Additionally, we must look inward at ourselves as a community to see how our actions reflect our mission. One of the missions of the Jacksonville Jewish Center, spearheaded by the Keruv Task Force, is to be an inclusive community for all those who walk through our doors. Our goal is to be a spiritual center where all those in our community can find support. When it comes to alcoholism and addiction in the Jewish community, too many are in disbelief and denial. However, addiction is just as big of a concern in the Jewish community as it is throughout the country. If our goal is to embrace all members of our community as they are, then we cannot put up barriers to entry. Making alcohol a central part of our ritual and suggesting that the act of drinking is a religious act is a barrier to entry for all those in our community who suffer from addiction.

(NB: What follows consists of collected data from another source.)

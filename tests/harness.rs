use std::{
    any::Any,
    collections::HashMap,
    sync::{Arc, Mutex},
};

use benchcmp::{
    black_box, first_of_type,
    plugins::{EventListener, HarnessEvents},
    ArgDescriptor, Benchmark, BenchmarkBuilder, BufferDescriptor, Config, HarnessError,
    RawBuffer, RawPtr, BASELINE_ID,
};

fn newton(x: &mut f64) -> f64 {
    let mut guess = *x / 2.0;
    for _ in 0..15 {
        guess = 0.5 * (guess + *x / guess);
    }
    guess
}

fn counting_sort_std(values: &mut [i32]) -> usize {
    let mut comparisons = 0;
    values.sort_by(|a, b| {
        comparisons += 1;
        a.cmp(b)
    });
    comparisons
}

fn counting_selection_sort(values: &mut [i32]) -> usize {
    let mut comparisons = 0;
    for i in 0..values.len() {
        let mut min = i;
        for j in i + 1..values.len() {
            comparisons += 1;
            if values[j] < values[min] {
                min = j;
            }
        }
        values.swap(i, min);
    }
    comparisons
}

fn unsorted(len: usize) -> Vec<i32> {
    (0..len as i32).map(|i| (i * 7919) % 211 - 100).collect()
}

fn comparison_diff(reference: &usize, comparisons: &usize) -> i64 {
    *comparisons as i64 - *reference as i64
}

#[test]
fn newton_matches_sqrt() {
    let mut bench = Benchmark::new(
        |x: &mut f64| black_box(*x).sqrt(),
        |reference: &f64, output: &f64| reference - output,
        1000,
        (144.0f64,),
    )
    .unwrap();
    bench.insert(newton, "newton").unwrap();
    assert!(bench.run().unwrap());

    let results = bench.results();
    assert_eq!(results[0].id, BASELINE_ID);
    assert_eq!(results[0].output, Some(12.0));
    assert_eq!(results[0].error, Some(0.0));
    let newton = results[1];
    assert!(newton.error.unwrap().abs() < 1e-3);
    assert!(newton.runtime_ns > 0.0);
    assert_eq!(
        newton.speedup,
        Some(bench.baseline().runtime_ns / newton.runtime_ns)
    );
}

#[test]
fn sorting_a_vec_leaves_the_input_alone() {
    let input = unsorted(200);
    let mut bench = BenchmarkBuilder::new(20)
        .value(
            |v: &mut Vec<i32>| counting_sort_std(v),
            comparison_diff,
            (input.clone(),),
        )
        .unwrap();
    bench
        .insert(|v: &mut Vec<i32>| counting_selection_sort(v), "selection")
        .unwrap();
    bench.run().unwrap();

    assert_eq!(bench.args().0, input);
    let reference = counting_sort_std(&mut input.clone());
    let selection = counting_selection_sort(&mut input.clone());
    // Every iteration sorted a fresh unsorted copy, so the counts match a single sort.
    assert_eq!(bench.baseline().output, Some(reference));
    let candidate = bench
        .results()
        .into_iter()
        .find(|record| record.id == "selection")
        .unwrap();
    assert_eq!(candidate.output, Some(selection));
    assert_eq!(candidate.error, Some(selection as i64 - reference as i64));
    assert_eq!(selection, 200 * 199 / 2);
}

#[test]
fn sorting_a_raw_buffer_leaves_the_input_alone() {
    let input = unsorted(128);
    let original = input.clone();
    let mut bench = Benchmark::new(
        |buffer: &mut RawBuffer<i32>, _: &mut usize| counting_sort_std(buffer),
        comparison_diff,
        20,
        (RawPtr::from_slice(&input), input.len()),
    )
    .unwrap();
    assert_eq!(
        bench.descriptors(),
        &[
            ArgDescriptor::RawBuffer(BufferDescriptor::new(128)),
            ArgDescriptor::Scalar
        ]
    );
    bench
        .insert(
            |buffer: &mut RawBuffer<i32>, len: &mut usize| {
                counting_selection_sort(&mut buffer[..*len])
            },
            "selection",
        )
        .unwrap();
    bench.run().unwrap();
    assert_eq!(input, original);
    assert_eq!(
        bench.results()[1].output,
        Some(counting_selection_sort(&mut original.clone()))
    );
}

#[test]
fn report_lists_baseline_first_then_by_runtime() {
    let mut bench = BenchmarkBuilder::new(30)
        .output_only(
            |n: &mut u64| (0..black_box(*n)).sum::<u64>(),
            (20_000u64,),
        )
        .unwrap();
    bench
        .insert(
            |n: &mut u64| (0..black_box(*n * 4)).map(black_box).sum::<u64>() / 4,
            "slow",
        )
        .unwrap();
    bench
        .insert(|n: &mut u64| black_box(*n) * (*n - 1) / 2, "closed_form")
        .unwrap();
    bench.run().unwrap();

    let results = bench.results();
    assert_eq!(results[0].id, BASELINE_ID);
    let candidates: Vec<f64> = results[1..].iter().map(|r| r.runtime_ns).collect();
    assert!(candidates.windows(2).all(|pair| pair[0] <= pair[1]));

    let report = bench.render();
    assert!(report.starts_with(">> Iterations: 30\n"));
    let position = |id: &str| report.find(id).unwrap();
    assert!(position(BASELINE_ID) < position(results[1].id.as_str()));
    assert!(position(results[1].id.as_str()) < position(results[2].id.as_str()));
    assert!(report.contains("199990000"));
}

#[test]
fn unmeasured_candidates_render_placeholders() {
    let mut bench = Benchmark::new(
        |x: &mut f64| *x * 2.0,
        |a: &f64, b: &f64| a - b,
        5,
        (1.5f64,),
    )
    .unwrap();
    bench.insert(|x: &mut f64| *x + *x, "pending").unwrap();

    let results = bench.results();
    assert_eq!(results[1].id, "pending");
    assert!(!results[1].is_measured());
    let table = bench.table();
    assert_eq!(
        table.cells(&table.rows[1]),
        vec!["pending", "0.0000 s", "-", "-", "-"]
    );
    assert_eq!(table.rows[0].output.as_deref(), Some("3.000000"));
}

#[test]
fn second_run_without_inserts_does_nothing() {
    let mut bench = BenchmarkBuilder::new(3).void(|| {}, ()).unwrap();
    assert!(!bench.run().unwrap());
    bench.insert(|| {}, "noop").unwrap();
    assert!(bench.run().unwrap());
    assert!(!bench.run().unwrap());

    let measured = bench.results()[1].runtime_ns;
    bench.insert(|| {}, "later").unwrap();
    assert!(bench.run().unwrap());
    // earlier candidates are not measured again
    let noop = bench
        .results()
        .into_iter()
        .find(|record| record.id == "noop")
        .unwrap()
        .runtime_ns;
    assert_eq!(noop, measured);
}

#[test]
fn errors_surface_to_the_caller() {
    let mut bench = BenchmarkBuilder::new(1).void(|| {}, ()).unwrap();
    bench.insert(|| {}, "once").unwrap();
    assert_eq!(
        bench.insert(|| {}, "once"),
        Err(HarnessError::DuplicateIdentifier("once".to_string()))
    );

    let zero = Benchmark::new(|x: &mut u8| *x, |a: &u8, b: &u8| a ^ b, 0, (1u8,));
    assert!(matches!(zero, Err(HarnessError::InvalidConfiguration(_))));

    let data = [1.0f32; 4];
    let negative = BenchmarkBuilder::new(1).void(
        |_: &mut RawBuffer<f32>, _: &mut i64| {},
        (RawPtr::from_slice(&data), -4i64),
    );
    assert!(matches!(
        negative,
        Err(HarnessError::InvalidConfiguration(_))
    ));

    let too_long = BenchmarkBuilder::new(1)
        .descriptors(vec![ArgDescriptor::RawBuffer(BufferDescriptor::new(5))])
        .void(|_: &mut RawBuffer<f32>| {}, (RawPtr::from_slice(&data),));
    assert!(matches!(
        too_long,
        Err(HarnessError::InvalidConfiguration(_))
    ));
}

#[test]
fn void_functions_compare_captured_state() {
    let mut bench = BenchmarkBuilder::new(10)
        .void_with_state(
            |v: &mut Vec<i32>, _: &mut u32| v.sort(),
            first_of_type::<_, Vec<i32>>,
            |reference: &Vec<i32>, state: &Vec<i32>| {
                reference.iter().zip(state).filter(|(a, b)| a != b).count()
            },
            (vec![5, 3, 9, 1], 4u32),
        )
        .unwrap();
    assert_eq!(bench.baseline().output, Some(vec![1, 3, 5, 9]));
    bench
        .insert(|v: &mut Vec<i32>, _: &mut u32| v.sort_unstable(), "unstable")
        .unwrap();
    bench
        .insert(|v: &mut Vec<i32>, _: &mut u32| v.reverse(), "reversed")
        .unwrap();
    bench.run().unwrap();

    let errors: HashMap<String, Option<usize>> = bench
        .results()
        .into_iter()
        .map(|record| (record.id.clone(), record.error))
        .collect();
    assert_eq!(errors["unstable"], Some(0));
    assert_eq!(errors["reversed"], Some(3));
    assert_eq!(bench.args().0, vec![5, 3, 9, 1]);

    let table = bench.table();
    assert_eq!(table.output_column, None);
    assert!(table.error_column);
}

#[test]
fn missing_state_type_fails_construction() {
    let result = BenchmarkBuilder::new(2).void_with_state(
        |v: &mut Vec<i32>| v.clear(),
        first_of_type::<_, String>,
        |_: &String, _: &String| 0u8,
        (vec![1, 2],),
    );
    assert!(matches!(
        result,
        Err(HarnessError::TypeNotFoundInArguments { .. })
    ));
}

#[test]
fn filter_skips_candidates() {
    let mut config = Config::default();
    config.set_filter(Some("sort".to_string()));
    let mut bench = BenchmarkBuilder::new(2)
        .config(config)
        .output_only(|x: &mut u32| *x, (1u32,))
        .unwrap();
    bench.insert(|x: &mut u32| *x, "quick_sort").unwrap();
    bench.insert(|x: &mut u32| *x, "newton").unwrap();
    bench.run().unwrap();
    let ids: Vec<&str> = bench.results().iter().map(|r| r.id.as_str()).collect();
    assert_eq!(ids, vec![BASELINE_ID, "quick_sort"]);
}

#[derive(Clone, Default)]
struct EventLog {
    events: Arc<Mutex<Vec<String>>>,
}

impl EventListener for EventLog {
    fn name(&self) -> &'static str {
        "event_log"
    }
    fn on_event(&mut self, event: HarnessEvents) {
        let entry = match event {
            HarnessEvents::RunStart { pending } => format!("run_start {}", pending),
            HarnessEvents::MeasureStart { id, iterations } => {
                format!("start {} {}", id, iterations)
            }
            HarnessEvents::MeasureStop { id, .. } => format!("stop {}", id),
            HarnessEvents::RunFailed { id } => format!("run_failed {}", id),
            HarnessEvents::RunStop { measured } => format!("run_stop {}", measured),
        };
        self.events.lock().unwrap().push(entry);
    }
    fn as_any(&mut self) -> &mut dyn Any {
        self
    }
}

#[test]
fn plugins_see_every_measurement() {
    let log = EventLog::default();
    let mut bench = BenchmarkBuilder::new(4)
        .add_plugin(log.clone())
        .void(|x: &mut u16| *x += 1, (0u16,))
        .unwrap();
    bench.insert(|x: &mut u16| *x += 2, "a").unwrap();
    bench.insert(|x: &mut u16| *x += 3, "b").unwrap();
    bench.run().unwrap();

    let events = log.events.lock().unwrap().clone();
    assert_eq!(
        events,
        vec![
            "start Baseline 4",
            "stop Baseline",
            "run_start 2",
            "start a 4",
            "stop a",
            "start b 4",
            "stop b",
            "run_stop 2",
        ]
    );
}

#[test]
fn failed_run_closes_with_run_failed() {
    let log = EventLog::default();
    let mut bench = BenchmarkBuilder::new(2)
        .add_plugin(log.clone())
        .void_with_state(
            |x: &mut u8| *x += 1,
            |working: &(u8,)| (working.0 > 0).then_some(working.0),
            |a: &u8, b: &u8| b.wrapping_sub(*a),
            (0u8,),
        )
        .unwrap();
    bench.insert(|x: &mut u8| *x += 2, "good").unwrap();
    bench.insert(|_: &mut u8| {}, "no_state").unwrap();
    assert!(matches!(
        bench.run(),
        Err(HarnessError::TypeNotFoundInArguments { .. })
    ));
    assert!(bench.has_pending());

    let events = log.events.lock().unwrap().clone();
    assert_eq!(
        events[2..],
        [
            "run_start 2",
            "start good 2",
            "stop good",
            "start no_state 2",
            "stop no_state",
            "run_failed no_state",
        ]
    );
}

How do we as a community embrace the holiday celebration without overemphasizing the celebration? It begins with emphasizing the truly sacred moments of the holiday: coming together as community to appreciate the miracles in our lives. On Purim, we thank God for the miracles that happened in Shushan, as well as the everyday miracles in our lives today. We celebrate God’s presence in this world and how we act as God’s messengers. While God’s name is not mentioned a single time in the Book of Esther, Esther acts as God’s messenger, standing up for her own rights as well as the rights of those around her. This is what we celebrate on Purim. If one drinks too much, then one may not appreciate those miracles all around us. To appreciate those miracles around us is to appreciate life. That way, next time we say L’Chaim, we can really mean it.

- Rabbi Jesse M. Olitzky

This blog post was originally printed in the March 2014 edition of the Jacksonville Jewish Center’s Quarterly Magazine, Center Pieces. The entire publication can be viewed here.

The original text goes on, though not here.